Shorter descriptions cost fewer tokens and are easier for agents to parse. Every sentence should earn its place.

Completeness4/5

Given the tool's complexity, does the description cover enough for an agent to succeed on first attempt?

Given 5 parameters and no output schema, the description covers inputs thoroughly, including required parameters and optional ones like max_latency_ms. It mentions the result is synchronous but does not specify the output format. It also notes prerequisites (wallet). Overall, it is complete enough for the tool's complexity.

Complex tools with many parameters or behaviors need more documentation. Simple tools need less. This dimension scales expectations accordingly.

Parameters4/5

Does the description clarify parameter syntax, constraints, interactions, or defaults beyond what the schema provides?

Schema description coverage is 100%, so the schema already documents all parameters. However, the description adds significant value by explaining the two patterns for max_price_usdc in detail, which is not in the schema description. For other parameters like capability and params, the description does not add much beyond the schema.

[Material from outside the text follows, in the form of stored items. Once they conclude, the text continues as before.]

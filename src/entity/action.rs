//! Scheduled and in-flight actions

use crate::core::error::{Result, SimError};
use crate::core::types::{ActorId, Round};
use serde::{Deserialize, Serialize};
use std::fmt;

/// Lifecycle of a queued action
///
/// Actions are never deleted from the queue, only moved forward through
/// these states, so the queue doubles as an audit trail.
#[derive(Debug, Clone, Copy, PartialEq, Eq, Hash, Serialize, Deserialize)]
#[serde(rename_all = "snake_case")]
pub enum ActionStatus {
    Pending,
    Executing,
    Completed,
    Cancelled,
}

impl ActionStatus {
    pub fn can_transition_to(self, next: ActionStatus) -> bool {
        use ActionStatus::*;
        matches!(
            (self, next),
            (Pending, Executing) | (Pending, Completed) | (Pending, Cancelled) | (Executing, Completed)
        )
    }

    pub fn is_live(self) -> bool {
        !matches!(self, ActionStatus::Cancelled)
    }
}

impl fmt::Display for ActionStatus {
    fn fmt(&self, f: &mut fmt::Formatter<'_>) -> fmt::Result {
        let s = match self {
            ActionStatus::Pending => "pending",
            ActionStatus::Executing => "executing",
            ActionStatus::Completed => "completed",
            ActionStatus::Cancelled => "cancelled",
        };
        f.write_str(s)
    }
}

/// Binary result reported by the world update
#[derive(Debug, Clone, Copy, PartialEq, Eq, Serialize, Deserialize)]
#[serde(rename_all = "SCREAMING_SNAKE_CASE")]
pub enum OutcomeKind {
    Success,
    Failure,
}

/// How strongly the outcome landed
#[derive(Debug, Clone, Copy, PartialEq, Eq, Serialize, Deserialize)]
#[serde(rename_all = "lowercase")]
pub enum OutcomeQuality {
    Strong,
    Modest,
    Weak,
    Catastrophic,
}

impl Default for OutcomeQuality {
    fn default() -> Self {
        Self::Modest
    }
}

/// Resolved outcome of an action, stored exactly as the provider reported it
#[derive(Debug, Clone, PartialEq, Serialize, Deserialize)]
pub struct Outcome {
    pub outcome: OutcomeKind,
    pub outcome_quality: OutcomeQuality,
    pub explanation: String,
}

/// An accepted action waiting for (or past) its target round
#[derive(Debug, Clone, PartialEq, Serialize, Deserialize)]
pub struct ScheduledAction {
    pub actor_id: ActorId,
    pub action: String,
    /// Private to the actor; never shown to the world update
    pub reasoning: String,
    pub target_round: Round,
    pub duration: u32,
    /// Uniform draw in [0, 1) compared against the provider's success threshold
    pub random_seed: f64,
    pub scheduled_at_round: Round,
    pub status: ActionStatus,
    #[serde(default)]
    pub outcome: Option<Outcome>,
}

impl ScheduledAction {
    pub fn new(
        actor_id: ActorId,
        action: impl Into<String>,
        reasoning: impl Into<String>,
        target_round: Round,
        duration: u32,
        random_seed: f64,
        scheduled_at_round: Round,
    ) -> Result<Self> {
        let action = action.into();
        if action.trim().is_empty() {
            return Err(SimError::Validation("action text cannot be empty".into()));
        }
        validate_window(target_round, duration)?;
        validate_seed(random_seed)?;

        Ok(Self {
            actor_id,
            action,
            reasoning: reasoning.into(),
            target_round,
            duration,
            random_seed,
            scheduled_at_round,
            status: ActionStatus::Pending,
            outcome: None,
        })
    }

    pub fn is_multi_round(&self) -> bool {
        self.duration > 1
    }

    /// Round at which this action finishes if it starts at `started_round`
    pub fn completes_round(&self, started_round: Round) -> Round {
        started_round.saturating_add(self.duration)
    }
}

/// A multi-round action in progress
#[derive(Debug, Clone, PartialEq, Serialize, Deserialize)]
pub struct ActiveAction {
    pub actor_id: ActorId,
    pub action: String,
    pub reasoning: String,
    pub started_round: Round,
    pub duration: u32,
    pub completes_round: Round,
    pub random_seed: f64,
}

impl ActiveAction {
    pub fn from_scheduled(action: &ScheduledAction, started_round: Round) -> Self {
        Self {
            actor_id: action.actor_id,
            action: action.action.clone(),
            reasoning: action.reasoning.clone(),
            started_round,
            duration: action.duration,
            completes_round: action.completes_round(started_round),
            random_seed: action.random_seed,
        }
    }

    /// True strictly between the start and completion rounds
    pub fn in_flight_at(&self, round: Round) -> bool {
        self.started_round < round && round < self.completes_round
    }
}

/// Duration must be at least 1 and the completion round must fit in a `Round`
pub fn validate_window(target_round: Round, duration: u32) -> Result<()> {
    if duration < 1 {
        return Err(SimError::Validation("duration must be at least 1".into()));
    }
    if target_round.checked_add(duration).is_none() {
        return Err(SimError::Validation(format!(
            "duration {} starting at round {} runs past the last round",
            duration, target_round
        )));
    }
    Ok(())
}

pub fn validate_seed(seed: f64) -> Result<()> {
    if (0.0..1.0).contains(&seed) {
        Ok(())
    } else {
        Err(SimError::Validation(format!(
            "random seed {} is outside [0, 1)",
            seed
        )))
    }
}

/// Fresh uniform seed for outcome resolution
pub fn draw_seed() -> f64 {
    rand::random::<f64>()
}

#[cfg(test)]
mod tests {
    use super::*;

    #[test]
    fn test_status_transitions() {
        use ActionStatus::*;
        assert!(Pending.can_transition_to(Executing));
        assert!(Pending.can_transition_to(Completed));
        assert!(Executing.can_transition_to(Completed));
        assert!(!Completed.can_transition_to(Pending));
        assert!(!Executing.can_transition_to(Cancelled));
        assert!(!Cancelled.can_transition_to(Completed));
    }

    #[test]
    fn test_zero_duration_rejected() {
        let result = ScheduledAction::new(ActorId::new(), "Lobby", "", 0, 0, 0.5, 0);
        assert!(matches!(result, Err(SimError::Validation(_))));
    }

    #[test]
    fn test_unbounded_duration_rejected() {
        let result = ScheduledAction::new(ActorId::new(), "Forever strike", "", 1, u32::MAX, 0.5, 0);
        assert!(matches!(result, Err(SimError::Validation(_))));
        assert!(ScheduledAction::new(ActorId::new(), "Long strike", "", 0, u32::MAX, 0.5, 0).is_ok());
    }

    #[test]
    fn test_seed_bounds() {
        assert!(validate_seed(0.0).is_ok());
        assert!(validate_seed(0.999).is_ok());
        assert!(validate_seed(1.0).is_err());
        assert!(validate_seed(-0.1).is_err());
        assert!(validate_seed(f64::NAN).is_err());
    }

    #[test]
    fn test_drawn_seed_in_range() {
        for _ in 0..100 {
            assert!(validate_seed(draw_seed()).is_ok());
        }
    }

    #[test]
    fn test_active_action_window() {
        let scheduled = ScheduledAction::new(ActorId::new(), "Build factory", "", 2, 3, 0.4, 1).unwrap();
        let active = ActiveAction::from_scheduled(&scheduled, 2);
        assert_eq!(active.completes_round, 5);
        assert!(!active.in_flight_at(2));
        assert!(active.in_flight_at(3));
        assert!(active.in_flight_at(4));
        assert!(!active.in_flight_at(5));
    }

    #[test]
    fn test_outcome_serialization() {
        let outcome = Outcome {
            outcome: OutcomeKind::Success,
            outcome_quality: OutcomeQuality::Catastrophic,
            explanation: String::new(),
        };
        let json = serde_json::to_string(&outcome).unwrap();
        assert!(json.contains("\"SUCCESS\""));
        assert!(json.contains("\"catastrophic\""));
    }
}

Input schemas describe structure but not intent. Descriptions should explain non-obvious parameter relationships and valid value ranges.

Purpose5/5

Does the description clearly state what the tool does and how it differs from similar tools?

The description clearly states the tool's purpose: 'Hire an agent to execute a capability. Returns the result synchronously.' It uses a specific verb ('hire') and resource ('agent'), and distinguishes itself from siblings like search_agents and get_agent_id by focusing on the hiring action.

Agents choose between tools based on descriptions. A clear purpose with a specific verb and resource helps agents select the right tool.

Usage Guidelines5/5

Does the description explain when to use this tool, when not to, or what alternatives exist?

The description provides explicit when-to-use guidance: 'Use this after you've found a suitable agent via search_agents (or pass agent_id=null to auto-pick the best match). Requires a wallet.' It also details two valid patterns for max_price_usdc, clarifying when to use free-hire intent versus cap intent, and warns about critical behavior changes in SDK versions.

Agents often have multiple tools that could apply. Explicit usage guidance like "use X instead of Y when Z" prevents misuse.